A pós-modernidade é tipicamente a cultura da emancipação individual estendida a todas as idades e sexo (LIPOVETSKY, 2005), todavia, esta mudança liberal ainda suscita o arcaico, a exemplo do uso ânus como órgão sexual de prazer que, para o homem está vetado, uma vez que, essa modalidade erógena e sexual, está fortemente vinculada à conduta homossexual, no caso, "passiva", e a visibilidade do estigma, ambos socialmente condenados. O homem para ser macho tem que, no uso do seu corpo, recorrer unicamente ao seu pênis como instrumento e meio de prazer, para que não deslize para a sexualidade do "diferente".

Esse "diferente", ou seja, o sujeito homossexual com "visibilidade do estigma" (GOFFMAN, 1988), "desterritorializado" (GUATARRI, 1992), consiste numa ameaça, e pode ser chamado de "forasteiro" ou "estrangeiro" (WOODWARD, 2005). Bauman (1999) prefere denominá-lo de "estranho" que, no seu entender, não é um recém-chegado, temporariamente deslocado, mas, um eterno nômade errante e sem esperança de "chegar", que se situa entre a ordem e o caos, dentro e fora. Este ponto de vista, é corroborado por Trevisan (2002) quando diz que o homossexual, na realidade, parece colocar a masculinidade em questão, e a denuncia como insustentável, (ele) é um instaurador de dúvida que abre espaço para o diferente. Desse modo, se constitui num signo de contradição para a normalidade, um desejo, um devir como afirmação de uma identidade itinerante. Enfim, o homossexual é esse "estranho" que não "chega" nunca, e que desassossega o social por não fixar-se, e assim, potencialmente, pode transitar entre os pólos extremos do masculino e do feminino.

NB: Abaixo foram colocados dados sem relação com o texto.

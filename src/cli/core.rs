//! Core CLI loop, dispatch, and shell context helpers.

use std::{io, path::PathBuf};

use chrono::{Local, NaiveDate};
use dialoguer::theme::ColorfulTheme;
use rustyline::error::ReadlineError;
use strsim::levenshtein;

use crate::{
    assistant::{self, AssistError, ExpenseAssistant},
    config::{Config, ConfigManager},
    core::{utils::PathResolver, ExpenseStore},
    domain::{CategoryCatalog, Expense, ExpenseId},
    errors::SplitError,
    form::ValidationError,
    storage::{ExpensePersistence, JsonFileStore},
};

pub use crate::errors::CliError;

use super::commands;
use super::format;
use super::io as cli_io;
use super::output;
use super::registry::{CommandEntry, CommandRegistry};

#[derive(Debug, Clone, Copy, PartialEq, Eq)]
pub enum CliMode {
    Interactive,
    Script,
}

#[derive(Debug, Clone, Copy, PartialEq, Eq)]
pub(crate) enum LoopControl {
    Continue,
    Exit,
}

pub type CommandResult = Result<(), CommandError>;

pub struct ShellContext {
    pub mode: CliMode,
    pub registry: CommandRegistry,
    pub store: ExpenseStore,
    pub config_manager: ConfigManager,
    pub config: Config,
    pub catalog: CategoryCatalog,
    pub assistant: Box<dyn ExpenseAssistant>,
    pub theme: ColorfulTheme,
    pub last_command: Option<String>,
    pub running: bool,
}

impl ShellContext {
    pub fn new(mode: CliMode) -> Result<Self, CliError> {
        Self::with_base_dir(mode, PathResolver::base_dir())
    }

    /// Opens the shell against the data directory `base`.
    pub fn with_base_dir(mode: CliMode, base: PathBuf) -> Result<Self, CliError> {
        let mut registry = CommandRegistry::new();
        commands::register_all(&mut registry);

        let config_manager = ConfigManager::with_base_dir(base.clone())?;
        let config = config_manager.load()?;
        let backend = JsonFileStore::new(Some(base))?;
        let store = ExpenseStore::hydrate(ExpensePersistence::new(Box::new(backend)));
        let catalog = config.catalog();
        let assistant = assistant::from_config(&config.assistant);

        output::set_plain(mode == CliMode::Script);
        tracing::info!(
            mode = ?mode,
            expenses = store.len(),
            assistant = assistant.name(),
            "shell ready"
        );

        Ok(ShellContext {
            mode,
            registry,
            store,
            config_manager,
            config,
            catalog,
            assistant,
            theme: ColorfulTheme::default(),
            last_command: None,
            running: true,
        })
    }

    pub(crate) fn mode(&self) -> CliMode {
        self.mode
    }

    pub(crate) fn theme(&self) -> &ColorfulTheme {
        &self.theme
    }

    pub(crate) fn prompt(&self) -> String {
        format!("split ({})> ", self.store.len())
    }

    pub(crate) fn today(&self) -> NaiveDate {
        Local::now().date_naive()
    }

    pub(crate) fn money(&self, amount: rust_decimal::Decimal) -> String {
        format::money(&self.config.currency_symbol, amount)
    }

    pub(crate) fn command_names(&self) -> Vec<&'static str> {
        self.registry.names().collect()
    }

    pub(crate) fn command(&self, name: &str) -> Option<&CommandEntry> {
        self.registry.get(name)
    }

    /// Saves the config and rebuilds everything derived from it.
    pub(crate) fn persist_config(&mut self) -> CommandResult {
        self.config_manager.save(&self.config)?;
        self.catalog = self.config.catalog();
        self.assistant = assistant::from_config(&self.config.assistant);
        Ok(())
    }

    /// Finds an expense by full id or by an unambiguous id prefix or suffix.
    pub(crate) fn find_expense(&self, token: &str) -> Result<Option<&Expense>, CommandError> {
        let token = token.trim();
        if let Some(expense) = self.store.get(&ExpenseId::from(token)) {
            return Ok(Some(expense));
        }
        if token.is_empty() {
            return Ok(None);
        }
        let mut matches = self.store.all().iter().filter(|expense| {
            let id = expense.id.as_str();
            id.ends_with(token) || id.starts_with(token)
        });
        let first = matches.next();
        if matches.next().is_some() {
            return Err(CommandError::InvalidArguments(format!(
                "`{token}` matches more than one expense; use a longer id"
            )));
        }
        Ok(first)
    }

    pub(crate) fn dispatch(
        &mut self,
        command: &str,
        raw: &str,
        args: &[&str],
    ) -> Result<LoopControl, CommandError> {
        if let Some(handler) = self.registry.handler(command) {
            match handler(self, args) {
                Ok(()) => Ok(LoopControl::Continue),
                Err(CommandError::ExitRequested) => Ok(LoopControl::Exit),
                Err(err) => Err(err),
            }
        } else {
            self.suggest_command(raw);
            Ok(LoopControl::Continue)
        }
    }

    pub(crate) fn process_line(&mut self, line: &str) -> Result<LoopControl, CommandError> {
        let tokens = match shell_words::split(line) {
            Ok(tokens) => tokens,
            Err(err) => {
                self.print_warning(&err.to_string());
                return Ok(LoopControl::Continue);
            }
        };

        if tokens.is_empty() {
            return Ok(LoopControl::Continue);
        }

        let command = tokens[0].to_lowercase();
        let args: Vec<&str> = tokens.iter().skip(1).map(String::as_str).collect();
        self.last_command = Some(line.trim().to_string());

        match self.dispatch(&command, &tokens[0], &args) {
            Ok(LoopControl::Exit) => {
                self.running = false;
                Ok(LoopControl::Exit)
            }
            other => other,
        }
    }

    /// Runs one line and reports a failed command without stopping the shell.
    pub(crate) fn run_line(&mut self, line: &str) -> Result<LoopControl, CliError> {
        match self.process_line(line) {
            Ok(control) => Ok(control),
            Err(err) => {
                self.report_error(err)?;
                Ok(LoopControl::Continue)
            }
        }
    }

    pub(crate) fn suggest_command(&self, input: &str) {
        cli_io::print_warning(format!(
            "Unknown command `{}`. Type `help` to see available commands.",
            input
        ));

        let needle = input.to_lowercase();
        let mut suggestions: Vec<_> = self
            .registry
            .names()
            .map(|key| (levenshtein(key, &needle), key))
            .collect();
        suggestions.sort_by_key(|(distance, _)| *distance);

        if let Some((distance, best)) = suggestions.first() {
            if *distance <= 3 {
                cli_io::print_info(format!("Suggestion: `{}`?", best));
            }
        }
    }

    pub(crate) fn confirm_exit(&self) -> Result<bool, CliError> {
        if self.mode == CliMode::Script {
            return Ok(true);
        }
        Ok(cli_io::confirm_action(&self.theme, "Exit shell?", true)?)
    }

    pub(crate) fn report_error(&self, err: CommandError) -> Result<(), CliError> {
        match err {
            CommandError::ExitRequested => Ok(()),
            CommandError::InvalidArguments(message) => {
                self.print_error(&message);
                self.print_hint("Use `help <command>` for usage details.");
                Ok(())
            }
            CommandError::Validation(err) => {
                self.print_error(&format!("Expense not saved: {err}"));
                Ok(())
            }
            other => {
                self.print_error(&other.to_string());
                Ok(())
            }
        }
    }

    pub(crate) fn print_error(&self, message: &str) {
        cli_io::print_error(message);
    }

    pub(crate) fn print_warning(&self, message: &str) {
        cli_io::print_warning(message);
    }

    pub(crate) fn print_hint(&self, message: &str) {
        cli_io::print_hint(message);
    }
}

#[derive(Debug, thiserror::Error)]
pub enum CommandError {
    #[error("{0}")]
    InvalidArguments(String),
    #[error(transparent)]
    Validation(#[from] ValidationError),
    #[error(transparent)]
    Assist(#[from] AssistError),
    #[error(transparent)]
    Io(#[from] io::Error),
    #[error(transparent)]
    Core(#[from] SplitError),
    #[error(transparent)]
    Dialoguer(#[from] dialoguer::Error),
    #[error("exit requested")]
    ExitRequested,
}

impl From<CliError> for CommandError {
    fn from(err: CliError) -> Self {
        match err {
            CliError::Core(inner) => CommandError::Core(inner),
            CliError::Command(message) => CommandError::InvalidArguments(message),
        }
    }
}

impl From<CommandError> for CliError {
    fn from(err: CommandError) -> Self {
        CliError::Command(err.to_string())
    }
}

impl From<io::Error> for CliError {
    fn from(err: io::Error) -> Self {
        CliError::Command(err.to_string())
    }
}

impl From<ReadlineError> for CliError {
    fn from(err: ReadlineError) -> Self {
        CliError::Command(err.to_string())
    }
}

/// Runs `lines` through a script-mode shell rooted at `base`.
pub fn process_script(base: PathBuf, lines: &[&str]) -> Result<ShellContext, CliError> {
    let mut app = ShellContext::with_base_dir(CliMode::Script, base)?;
    for line in lines {
        if app.run_line(line)? == LoopControl::Exit {
            break;
        }
    }
    Ok(app)
}

#[cfg(test)]
mod tests {
    use super::*;
    use crate::domain::{Party, SplitMethod};
    use rust_decimal::Decimal;
    use tempfile::tempdir;

    #[test]
    fn unbalanced_quote_is_reported_and_skipped() {
        let temp = tempdir().unwrap();
        let mut context =
            ShellContext::with_base_dir(CliMode::Script, temp.path().to_path_buf()).unwrap();
        let control = context
            .run_line("add description=\"Weekly shop amount=12")
            .unwrap();
        assert_eq!(control, LoopControl::Continue);
        assert!(context.store.is_empty());

        context
            .run_line("add description=\"Weekly shop\" amount=12")
            .unwrap();
        assert_eq!(context.store.all()[0].description, "Weekly shop");
    }

    #[test]
    fn script_runner_adds_and_persists() {
        let temp = tempdir().unwrap();
        let context = process_script(
            temp.path().to_path_buf(),
            &[
                "add description=\"Electric bill\" amount=100 date=2024-05-01 category=utilities",
                "add description=Takeout amount=40 date=2024-05-02 category=\"dining out\" paid-by=roommate",
                "exit",
                "add description=Ignored amount=1",
            ],
        )
        .unwrap();

        assert!(!context.running);
        assert_eq!(context.store.len(), 2);
        let newest = &context.store.all()[0];
        assert_eq!(newest.description, "Takeout");
        assert_eq!(newest.category.name(), "Dining Out");
        assert_eq!(newest.paid_by, Party::Roommate);
        assert_eq!(context.store.summary().balance, Decimal::from(30));

        let reopened = ShellContext::with_base_dir(CliMode::Script, temp.path().to_path_buf())
            .unwrap();
        assert_eq!(reopened.store.all(), context.store.all());
    }

    #[test]
    fn invalid_amount_leaves_store_untouched() {
        let temp = tempdir().unwrap();
        let context = process_script(
            temp.path().to_path_buf(),
            &["add description=Refund amount=-5", "add description=Nothing amount=0"],
        )
        .unwrap();
        assert!(context.store.is_empty());
    }

    #[test]
    fn edit_and_delete_by_short_id() {
        let temp = tempdir().unwrap();
        let mut context = process_script(
            temp.path().to_path_buf(),
            &["add description=Rent amount=1200 date=2024-06-01 category=Rent"],
        )
        .unwrap();
        let id = context.store.all()[0].id.clone();

        context
            .process_line(&format!("edit {} split=me amount=1100", id.short()))
            .unwrap();
        let edited = &context.store.all()[0];
        assert_eq!(edited.id, id);
        assert_eq!(edited.split_method, SplitMethod::MeOwesFull);
        assert_eq!(edited.amount, Decimal::from(1100));
        assert_eq!(edited.description, "Rent");

        context.process_line(&format!("remove {}", id.short())).unwrap();
        assert!(context.store.is_empty());
        context.process_line(&format!("delete {}", id.short())).unwrap();
    }

    #[test]
    fn unknown_command_keeps_running() {
        let temp = tempdir().unwrap();
        let mut context =
            ShellContext::with_base_dir(CliMode::Script, temp.path().to_path_buf()).unwrap();
        let control = context.process_line("sumary").unwrap();
        assert_eq!(control, LoopControl::Continue);
        assert!(context.running);
    }

    #[test]
    fn config_set_updates_catalog() {
        let temp = tempdir().unwrap();
        let context = process_script(
            temp.path().to_path_buf(),
            &[
                "config set extra_categories Pets",
                "add description=\"Cat food\" amount=20 category=pets",
            ],
        )
        .unwrap();
        assert_eq!(context.store.all()[0].category.name(), "Pets");
        let saved = ConfigManager::with_base_dir(temp.path().to_path_buf())
            .unwrap()
            .load()
            .unwrap();
        assert_eq!(saved.extra_categories, vec!["Pets"]);
    }

    #[test]
    fn unreadable_receipt_still_saves_typed_fields() {
        let temp = tempdir().unwrap();
        let missing = temp.path().join("no-such-receipt.jpg");
        let line = format!(
            "add receipt=\"{}\" description=Lunch amount=12 category=Groceries",
            missing.display()
        );
        let context = process_script(temp.path().to_path_buf(), &[line.as_str()]).unwrap();
        assert_eq!(context.store.len(), 1);
        assert_eq!(context.store.all()[0].description, "Lunch");
    }

    #[test]
    fn oversized_amount_is_rejected_and_summary_still_runs() {
        let temp = tempdir().unwrap();
        let mut context = process_script(
            temp.path().to_path_buf(),
            &["add description=Typo amount=79228162514264337593543950335"],
        )
        .unwrap();
        assert!(context.store.is_empty());
        context.process_line("summary").unwrap();
        context.process_line("categories").unwrap();
    }
}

Embora a orientação sexual seja uma construção subjetiva, no entanto, ainda nos dias de hoje, para se definir o que é ser homem utiliza-se como critério a questão do gênero masculino, toma-se como base o aspecto biológico (BORIS, 2002). Talvez, porque as sociedades precisem de um verdadeiro sexo, bem definido, sem ambigüidade que não remeta às incertezas, e que, assim, não se traduza em complicações sociais (FOUCAULT, 1985, 1990).